Pierwsze ok. 4 km pisząc delikatnie, zbyt ciekawe nie są. Cały czas w dole po chodnikach w górę Bystrej. Po prostu trzeba było to ,,odfajkować".

W końcu spotykam szlak czerwony nieopodal miejsca zwanego ,,zajazd pod Źródłem". Łapię pierwsze poty, podejście niezbyt długie ale dosyć treściwe.

Potem fajny trawers stokami Magury aż do miejsca, które odkryłem w zeszłym roku i które niezmiennie mi się podoba. Chodzi o tzw. Chatę na Groniu a w zasadzie to, co tuż ponad nią.

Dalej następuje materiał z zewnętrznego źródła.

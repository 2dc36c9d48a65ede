use super::pagination::Pagination;
use super::surface::{DrawingSurface, RasterSurface};
use super::worker::{DocumentHandle, RenderWorker, RenderedPage, WorkerResponse};
use crate::backend::{PdfBackend, PdfiumBackend};
use crate::config::DisplayConfig;
use crate::error::{PdfError, Result};
use std::time::{Duration, Instant};

/// Single-document viewer state: loads the configured PDF once, renders the
/// current page onto a drawing surface and tracks pagination.
///
/// Load and render run on a worker thread. Call [`PdfDisplay::poll`] from the
/// UI loop to apply their results.
pub struct PdfDisplay<S: DrawingSurface = RasterSurface> {
    config: DisplayConfig,
    worker: Option<RenderWorker>,
    document: Option<DocumentHandle>,
    pagination: Pagination,
    surface: Option<S>,
    loading_document: bool,
    pending_render: Option<u64>,
    last_error: Option<PdfError>,
}

impl PdfDisplay<RasterSurface> {
    /// Binds PDFium on the worker thread and starts loading the configured
    /// document.
    pub fn open(config: DisplayConfig) -> Self {
        let library_dir = config.pdfium_library_dir.clone();
        Self::with_backend(config, move || PdfiumBackend::bind(library_dir.as_deref()))
    }
}

impl<S: DrawingSurface> PdfDisplay<S> {
    pub fn with_backend<B, F>(config: DisplayConfig, init: F) -> Self
    where
        B: PdfBackend,
        F: FnOnce() -> Result<B> + Send + 'static,
    {
        let mut display = Self {
            config,
            worker: None,
            document: None,
            pagination: Pagination::new(),
            surface: None,
            loading_document: false,
            pending_render: None,
            last_error: None,
        };

        match RenderWorker::spawn(init) {
            Ok(worker) => {
                display.worker = Some(worker);
                display.load_document();
            }
            Err(e) => display.record_error("Error starting render worker", e),
        }

        display
    }

    fn load_document(&mut self) {
        let Some(worker) = &self.worker else {
            return;
        };

        let path = self.config.document_path.clone();
        log::info!("Loading PDF {}", path.display());

        match worker.load(path) {
            Ok(()) => self.loading_document = true,
            Err(e) => self.record_error("Error loading PDF", e),
        }
    }

    pub fn attach_surface(&mut self, surface: S) {
        self.surface = Some(surface);
        self.request_render();
    }

    pub fn surface(&self) -> Option<&S> {
        self.surface.as_ref()
    }

    pub fn go_to_previous_page(&mut self) {
        if self.pagination.go_to_previous_page() {
            self.request_render();
        }
    }

    pub fn go_to_next_page(&mut self) {
        if self.pagination.go_to_next_page() {
            self.request_render();
        }
    }

    fn request_render(&mut self) {
        if self.document.is_none() || self.surface.is_none() {
            log::debug!("Render skipped: document or surface not ready");
            return;
        }
        let Some(worker) = &self.worker else {
            return;
        };

        let page = self.pagination.current_page();
        match worker.render(page, self.config.render_scale) {
            Ok(generation) => self.pending_render = Some(generation),
            Err(e) => {
                self.pending_render = None;
                self.record_error("Error rendering page", e);
            }
        }
    }

    /// Applies every result the worker has produced so far. Returns whether
    /// anything changed.
    pub fn poll(&mut self) -> bool {
        let mut changed = false;
        loop {
            let Some(worker) = &self.worker else {
                return changed;
            };
            match worker.try_recv() {
                Ok(Some(response)) => {
                    self.apply(response);
                    changed = true;
                }
                Ok(None) => return changed,
                Err(e) => {
                    self.worker_lost(e);
                    return true;
                }
            }
        }
    }

    /// Blocks until one worker result has been applied or `timeout` elapses.
    pub fn wait_for_update(&mut self, timeout: Duration) -> bool {
        let Some(worker) = &self.worker else {
            return false;
        };
        match worker.recv_timeout(timeout) {
            Ok(Some(response)) => {
                self.apply(response);
                true
            }
            Ok(None) => false,
            Err(e) => {
                self.worker_lost(e);
                true
            }
        }
    }

    /// Blocks until no load or render is outstanding. Returns `false` on
    /// timeout.
    pub fn wait_until_idle(&mut self, timeout: Duration) -> bool {
        let deadline = Instant::now() + timeout;
        while self.is_busy() {
            let remaining = deadline.saturating_duration_since(Instant::now());
            if remaining.is_zero() {
                return false;
            }
            self.wait_for_update(remaining);
        }
        true
    }

    fn apply(&mut self, response: WorkerResponse) {
        match response {
            WorkerResponse::Loaded(result) => self.apply_loaded(result),
            WorkerResponse::Rendered { generation, result } => {
                if self.pending_render != Some(generation) {
                    log::debug!("Discarding stale render #{}", generation);
                    return;
                }
                self.pending_render = None;
                self.apply_rendered(result);
            }
            WorkerResponse::Skipped { generation } => {
                log::debug!("Render #{} superseded before it started", generation);
            }
        }
    }

    fn apply_loaded(&mut self, result: Result<DocumentHandle>) {
        self.loading_document = false;
        match result {
            Ok(handle) => {
                log::info!(
                    "Loaded PDF {} ({} pages)",
                    handle.path().display(),
                    handle.page_count()
                );
                self.pagination.set_page_count(handle.page_count());
                self.document = Some(handle);
                self.last_error = None;
                self.request_render();
            }
            Err(e) => self.record_error("Error loading PDF", e),
        }
    }

    fn apply_rendered(&mut self, result: Result<RenderedPage>) {
        let rendered = match result {
            Ok(rendered) => rendered,
            Err(e) => {
                self.record_error("Error rendering page", e);
                return;
            }
        };

        let Some(surface) = self.surface.as_mut() else {
            self.record_error("Error rendering page", PdfError::SurfaceUnavailable);
            return;
        };

        surface.resize(rendered.region.width, rendered.region.height);
        surface.clear();
        surface.draw(&rendered.image);
        self.last_error = None;

        log::debug!(
            "Rendered page {} at {}x{}",
            rendered.page,
            rendered.region.width,
            rendered.region.height
        );
    }

    fn worker_lost(&mut self, error: PdfError) {
        self.worker = None;
        self.loading_document = false;
        self.pending_render = None;
        self.record_error("Render worker stopped", error);
    }

    fn record_error(&mut self, context: &str, error: PdfError) {
        log::error!("{}: {}", context, error);
        self.last_error = Some(error);
    }

    pub fn current_page(&self) -> usize {
        self.pagination.current_page()
    }

    pub fn page_count(&self) -> usize {
        self.pagination.page_count()
    }

    pub fn document(&self) -> Option<&DocumentHandle> {
        self.document.as_ref()
    }

    pub fn is_document_loaded(&self) -> bool {
        self.document.is_some()
    }

    pub fn is_loading_document(&self) -> bool {
        self.loading_document
    }

    pub fn is_rendering(&self) -> bool {
        self.pending_render.is_some()
    }

    pub fn is_busy(&self) -> bool {
        self.loading_document || self.is_rendering()
    }

    pub fn previous_disabled(&self) -> bool {
        self.pagination.is_first_page() || self.is_rendering()
    }

    pub fn next_disabled(&self) -> bool {
        self.pagination.is_last_page() || self.is_rendering()
    }

    pub fn page_indicator(&self) -> String {
        self.pagination.indicator()
    }

    pub fn last_error(&self) -> Option<&PdfError> {
        self.last_error.as_ref()
    }
}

Kotlina Żywiecka i Beskid Mały- grupa Magurki Wilkowickiej i Czupla.



W głębi po lewej m.in. Gaiki. Widać też dwa szpitale w tym jeden czynny.



Chcąc nie chcąc, czas opuścić to sympatyczne miejsce, bo wyższe cele czekają.

Co nieco pozaszlaków, trawersując szeroką drogą stokową (?) pożarową wschodnie i południowe zbocza Magury (mapa niezbyt dokładnie oddaje w tym miejscu rzeczywisty przebieg).

Pokazuje się po raz pierwszy Skrzyczne z bardzo nielicznymi już akcentami zimowymi.



Wina Tuska w pobliżu miejsca zwanego ,,Pięć Dróg"



Im wyżej tym lepiej, odsłania się Beskid Żywiecki.



Jest też rzekomo nudna Babia Góra. Ta nuda zatrzymała mnie w tym miejscu na jakieś pół godziny.



Beskid Śląski, na pierwszym planie grzbiet Beskidu Węgierskiego, dalej m. in. Czantoria i grzbiet ku Stożkowi. W oddali prawdopodobnie Beskid Śląsko-Morawski.



Co dziwne, mimo soboty i niezłej pogody, frekwencja w, jak i przy schronisku pod Magurą (Klimczokiem) co najwyżej umiarkowana.



Do samego Klimczoka mam ,,rzut beretem" dlatego oczywiście na niego....nie wchodzę. Daje sobie pretekst do powrotu przy okazji innej wycieczki.

Postanawiam zaznajomić się ze szczytem Magury. O zgrozo, pomimo tylu wieków jakie sobie liczę, nigdy wcześniej na szczycie Magury nie byłem. Ale w końcu i to nadrobiłem, wciąż się rozwijam ;)



Liczyłem na szczególnie atrakcje widokowe wybierając jako zejście, grzbietowy szlak czerwony ale zawiodłem się.
Tu widoki owszem były ale głównie ,,prześwitowe" bez szerszych wolnych przestrzeni od drzew. I nie wiem jak, ominąłem ruiny basenu kąpielowego pod Magurą, mimo, iż mapa wskazuje, że znajdują się one tuż tuż przy szlaku.

Widok jakby znajomy ;)



Przy tzw. ,,Lanckoronie" - bardzo oryginalny ołtarz trzeba przyznać.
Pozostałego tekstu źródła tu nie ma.